Levels and patterns of Persistent Organic Pollutants (POPS) in selected food items from Northwest Russia (1998–2002) and implications for dietary exposure
Review articleOpen access
A. Polder - No affiliation found
2010/10/15 Full-length article DOI: 10.1016/j.scitotenv.2010.07.036
Journal: Science of The Total Environment
AbstractResidues of persistent organic pollutants (POPs) were analysed in 70 selected food items from Northwest Russia in 1998–2002. Levels of PCBs ranged from 0.2 to 16 ng/g wet weight (ww) in dairy products and fats, 0.2 to 23 ng/g ww in meat products, 0.5 to 16 ng/g ww in eggs and 0.3 to 30 ng/g ww in fish.
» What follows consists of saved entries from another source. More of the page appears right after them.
//! Headless Chrome page session

use std::ffi::OsStr;
use std::path::PathBuf;
use std::sync::Arc;
use std::time::Duration;

use async_trait::async_trait;
use headless_chrome::{Browser, LaunchOptions, Tab};
use tracing::{debug, info, instrument};

use super::{PageAccessor, PageError};

/// How long the browser may sit idle between driver commands
const IDLE_TIMEOUT_SECS: u64 = 600;

/// Browser launch options
#[derive(Debug, Clone, Default)]
pub struct BrowserOptions {
    /// Browser executable; `None` lets the driver locate one
    pub driver_path: Option<PathBuf>,

    /// Run without a visible window
    pub headless: bool,

    /// Start an incognito profile
    pub private: bool,
}

/// Session driving a single Chrome tab.
///
/// The driver is blocking, so every command runs on tokio's blocking pool.
pub struct BrowserSession {
    browser: Option<Browser>,
    tab: Arc<Tab>,
    current_url: Option<String>,
}

impl BrowserSession {
    /// Launch a browser and open the tab this session will drive
    #[instrument]
    pub async fn launch(options: BrowserOptions) -> Result<Self, PageError> {
        let (browser, tab) = tokio::task::spawn_blocking(move || {
            let mut args = Vec::new();
            if options.private {
                args.push(OsStr::new("--incognito"));
            }

            let launch = LaunchOptions::default_builder()
                .headless(options.headless)
                .path(options.driver_path)
                .args(args)
                .idle_browser_timeout(Duration::from_secs(IDLE_TIMEOUT_SECS))
                .build()
                .map_err(|e| PageError::Browser(e.to_string()))?;

            let browser = Browser::new(launch).map_err(|e| PageError::Browser(e.to_string()))?;
            let tab = browser
                .new_tab()
                .map_err(|e| PageError::Browser(e.to_string()))?;
            Ok::<_, PageError>((browser, tab))
        })
        .await??;

        info!("Browser session started");
        Ok(Self {
            browser: Some(browser),
            tab,
            current_url: None,
        })
    }
}

#[async_trait]
impl PageAccessor for BrowserSession {
    #[instrument(skip(self))]
    async fn navigate(&mut self, url: &str) -> Result<(), PageError> {
        let tab = Arc::clone(&self.tab);
        let target = url.to_string();
        let landed = tokio::task::spawn_blocking(move || {
            tab.navigate_to(&target)
                .and_then(|tab| tab.wait_until_navigated())
                .map(|tab| tab.get_url())
                .map_err(|e| PageError::Browser(e.to_string()))
        })
        .await??;

        debug!("Navigated to {}", landed);
        self.current_url = Some(landed);
        Ok(())
    }

    async fn content(&mut self) -> Result<String, PageError> {
        if self.current_url.is_none() {
            return Err(PageError::NoPage);
        }
        let tab = Arc::clone(&self.tab);
        tokio::task::spawn_blocking(move || {
            tab.get_content()
                .map_err(|e| PageError::Browser(e.to_string()))
        })
        .await?
    }

    fn current_url(&self) -> Option<&str> {
        self.current_url.as_deref()
    }

    async fn close(&mut self) -> Result<(), PageError> {
        // Dropping the browser terminates the child process.
        if self.browser.take().is_some() {
            info!("Browser session closed");
        }
        Ok(())
    }
}
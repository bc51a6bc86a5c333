//! Rupee formatting with Indian digit grouping (`₹12,34,567.89`).
//!
//! Rounding is half-up on the shortest decimal form of the `f64`, so
//! `1234.565` rounds to `1234.57` even though its binary value sits a hair
//! below the midpoint.

/// Round to 2 decimals and render as a quoted rupee amount, e.g. `"₹1,234.50"`.
pub fn format_currency(amount: f64) -> String {
    format!("\"{}\"", format_inr(amount))
}

/// Round to 2 decimals and render as rupees, unquoted.
pub fn format_inr(amount: f64) -> String {
    if !amount.is_finite() {
        return format!("₹{}", amount);
    }

    let (rupees, paise) = round_to_paise(amount.abs());
    let zero = rupees == "0" && paise == "00";
    let sign = if amount.is_sign_negative() && !zero { "-" } else { "" };
    format!("{sign}₹{}.{paise}", group_indian(&rupees))
}

/// Split a non-negative amount into whole-rupee digits and two paise digits,
/// rounding half-up on its decimal representation.
fn round_to_paise(amount: f64) -> (String, String) {
    // f64 Display never switches to exponent notation.
    let repr = amount.to_string();
    let (whole, fraction) = repr.split_once('.').unwrap_or((&repr, ""));

    let mut digits: Vec<u8> = whole.bytes().map(|b| b - b'0').collect();
    let mut fraction_digits = fraction.bytes().map(|b| b - b'0');
    digits.push(fraction_digits.next().unwrap_or(0));
    digits.push(fraction_digits.next().unwrap_or(0));

    if fraction_digits.next().is_some_and(|d| d >= 5) {
        let mut carry = true;
        for digit in digits.iter_mut().rev() {
            if *digit == 9 {
                *digit = 0;
            } else {
                *digit += 1;
                carry = false;
                break;
            }
        }
        if carry {
            digits.insert(0, 1);
        }
    }

    let render = |ds: &[u8]| ds.iter().map(|d| char::from(b'0' + d)).collect::<String>();
    let split = digits.len() - 2;
    let rupees = render(&digits[..split]);
    let rupees = match rupees.trim_start_matches('0') {
        "" => "0".to_string(),
        trimmed => trimmed.to_string(),
    };
    (rupees, render(&digits[split..]))
}

/// Group digits the Indian way: the last three together, then pairs.
fn group_indian(digits: &str) -> String {
    if digits.len() <= 3 {
        return digits.to_string();
    }

    let (head, tail) = digits.split_at(digits.len() - 3);
    let mut groups: Vec<&str> = Vec::new();
    let mut end = head.len();
    while end > 0 {
        let start = end.saturating_sub(2);
        groups.push(&head[start..end]);
        end = start;
    }
    groups.reverse();
    format!("{},{}", groups.join(","), tail)
}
High levels of DDT (16 ng/g ww) were found in locally produced butter from Kola Peninsula, in pork fat from Arkhangels region (10 to 130 ng/g ww) and in some fish samples from White Sea and Kargopol region (17 and 30 ng/g ww). Findings of low DDE/DDT ratios in many of the studied food items indicated recent contamination to DDTs. Mean levels of sum TEQsWHO1998 of dioxin-like mono-ortho PCBs: PCBs 105, 118, 156 and 157 (∑ mo-PCBs-TEQsWHO1998) were highest in dairy products, chicken eggs and fish, with levels of 0.292, 0.245 and 0.254 pg/g ww, respectively. The estimated daily intake (EDI) for ∑ mo-PCBs-TEQsWHO1998 was 0.74 pg/kgbw/day and in the same range as in Sweden and Denmark. Fish, dairy products, eggs and meat were the main contributors to the EDI of ∑ mo-PCBs-TEQsWHO1998. The EDIs of DDTs, HCHs and HCB were several times higher than in Sweden and Denmark. Consumption of meat and poultry were important sources for intake of DDTs and HCHs, respectively. Contamination of animal feed and agricultural practice were assumed the most important causes for the results in the present study. However, increased control on maximum residue levels in food and feed may have resulted in large changes on levels and patterns of POPs in food in the studied areas.